General Council – Preparations for the 1999 Ministerial Conference – Proposal Regarding the Agreement on Agriculture in the Context of Paragraph 9(a)(ii) of the Geneva Ministerial Declaration – Communication from India
WT/GC/W/343 29 September 1999
The following communication, dated 28 September 1999, has been received from the Permanent Mission of India.
- Article 20 of the Agreement on Agriculture provides for negotiations for continuing the reform process in the agricultural sector. Article 20 of the Agreement also specifically stipulates that these negotiations should be based on the experience of implementing the provisions of the Agreement, and in particular should take into account the non-trade concerns and the implementation of special and differential provisions for developing-country Members. Obviously, therefore an important aspect of these negotiations is that they should address the concerns and shortcomings which Members, particularly developing-country Members, have faced in the implementation of the Agreement since its adoption.

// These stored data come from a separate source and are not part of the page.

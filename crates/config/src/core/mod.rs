//! Core configuration functionality

pub mod error;
pub mod source;

pub use error::{ConfigError, ConfigResult};
pub use source::ConfigSource;
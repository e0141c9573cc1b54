//! Buffered, line-oriented byte reading.
//!
//! [`LineReader`] wraps any [`Read`] source and yields one line at a time.
//! Lines are byte sequences terminated by `\n` (with or without a preceding
//! `\r`); the final line of a stream is yielded even when it has no
//! terminator. No UTF-8 assumption is made at this layer.

use std::io::Read;

use memchr::memchr;

/// Default read chunk size (8KB).
pub const DEFAULT_BUFFER_SIZE: usize = 8 * 1024;

/// Controls whether a yielded line keeps its end-of-line bytes.
#[derive(Debug, Clone, Copy, PartialEq, Eq)]
pub enum EolMode {
    /// Remove the trailing `\r\n` or `\n`.
    Strip,
    /// Preserve the line's original terminator bytes.
    Keep,
}

/// A line produced by a length-capped read.
#[derive(Debug, Clone, PartialEq, Eq)]
pub enum CappedLine {
    /// A complete line within the cap.
    Line(Vec<u8>),
    /// The cap was exceeded before a terminator appeared; carries the number
    /// of bytes buffered when the read stopped. The bytes stay buffered and
    /// no further source reads are made.
    Overflow(usize),
}

/// A buffered, line-oriented reader over a sequential byte source.
#[derive(Debug)]
pub struct LineReader<R> {
    source: R,
    buffer: Vec<u8>,
    /// Consumed prefix of `buffer`.
    start: usize,
    chunk_size: usize,
    eof: bool,
}

impl<R: Read> LineReader<R> {
    /// Create a reader with the default chunk size.
    pub fn new(source: R) -> Self {
        Self::with_buffer_size(source, DEFAULT_BUFFER_SIZE)
    }

    /// Create a reader that refills its buffer in chunks of `chunk_size` bytes.
    pub fn with_buffer_size(source: R, chunk_size: usize) -> Self {
        Self {
            source,
            buffer: Vec::new(),
            start: 0,
            chunk_size: chunk_size.max(1),
            eof: false,
        }
    }

    /// Read the next line from the source.
    ///
    /// Returns `Ok(None)` once the source is exhausted.
    ///
    /// # Errors
    ///
    /// Propagates I/O errors from the underlying source.
    pub fn next_line(&mut self, mode: EolMode) -> std::io::Result<Option<Vec<u8>>> {
        loop {
            if let Some(pos) = memchr(b'\n', &self.buffer[self.start..]) {
                let end = self.start + pos + 1;
                return Ok(Some(self.take_terminated(end, mode)));
            }

            if self.eof {
                if self.start >= self.buffer.len() {
                    return Ok(None);
                }
                return Ok(Some(self.take_tail()));
            }

            self.fill()?;
        }
    }

    /// Read the next line, refusing to buffer more than `cap` bytes for it.
    ///
    /// A line whose length (terminator included) exceeds `cap`, or an
    /// unterminated run that grows past `cap`, yields
    /// [`CappedLine::Overflow`] instead of a line.
    ///
    /// # Errors
    ///
    /// Propagates I/O errors from the underlying source.
    pub fn next_line_capped(
        &mut self,
        mode: EolMode,
        cap: usize,
    ) -> std::io::Result<Option<CappedLine>> {
        loop {
            if let Some(pos) = memchr(b'\n', &self.buffer[self.start..]) {
                let len = pos + 1;
                if len > cap {
                    return Ok(Some(CappedLine::Overflow(len)));
                }
                let end = self.start + len;
                return Ok(Some(CappedLine::Line(self.take_terminated(end, mode))));
            }

            let pending = self.buffer.len() - self.start;
            if pending > cap {
                return Ok(Some(CappedLine::Overflow(pending)));
            }

            if self.eof {
                if pending == 0 {
                    return Ok(None);
                }
                return Ok(Some(CappedLine::Line(self.take_tail())));
            }

            self.fill()?;
        }
    }

    fn take_terminated(&mut self, end: usize, mode: EolMode) -> Vec<u8> {
        let mut line = self.buffer[self.start..end].to_vec();
        self.start = end;
        self.compact();
        if mode == EolMode::Strip {
            strip_eol(&mut line);
        }
        line
    }

    /// Final line without a terminator.
    fn take_tail(&mut self) -> Vec<u8> {
        let line = self.buffer[self.start..].to_vec();
        self.start = self.buffer.len();
        self.compact();
        line
    }

    /// Returns true once the source is exhausted and the buffer is drained.
    #[must_use]
    pub fn is_exhausted(&self) -> bool {
        self.eof && self.start >= self.buffer.len()
    }

    fn fill(&mut self) -> std::io::Result<()> {
        let old_len = self.buffer.len();
        self.buffer.resize(old_len + self.chunk_size, 0);
        let n = self.source.read(&mut self.buffer[old_len..])?;
        self.buffer.truncate(old_len + n);
        if n == 0 {
            self.eof = true;
        }
        Ok(())
    }

    fn compact(&mut self) {
        if self.start >= self.buffer.len() {
            self.buffer.clear();
            self.start = 0;
        } else if self.start >= self.chunk_size {
            self.buffer.drain(..self.start);
            self.start = 0;
        }
    }
}

fn strip_eol(line: &mut Vec<u8>) {
    if line.last() == Some(&b'\n') {
        line.pop();
        if line.last() == Some(&b'\r') {
            line.pop();
        }
    }
}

- As a background to the concerns that we have on implementation, we would like to state that a number of developing countries like India have predominantly agrarian economies, where a very large percentage of the population is dependent on agriculture for their livelihood. India is one such example where nearly two thirds of the population is dependent on this sector. While the main concern of such countries, over the years, has been to ensure food sufficiency for their populations, they have at the same time also sought to find stable markets for their products. In spite of the fact that the Preamble to the Agreement specifically mandated developed countries to provide greater opportunity and access to the agricultural products of interest to developing countries, this special and differential treatment in the area of market access has not been forthcoming. In fact a number of studies have shown that the post-Uruguay Round base tariffs of a number of sensitive commodities in many industrialized countries are higher than the actual tariff equivalents of all border measures which existed in 1986-88. Even the minimum market access sought to be provided through the use of tariff quotas has not been effective, since the administration of TRQs continues to be unsatisfactory, specially for new suppliers. TRQs therefore need to be abolished totally.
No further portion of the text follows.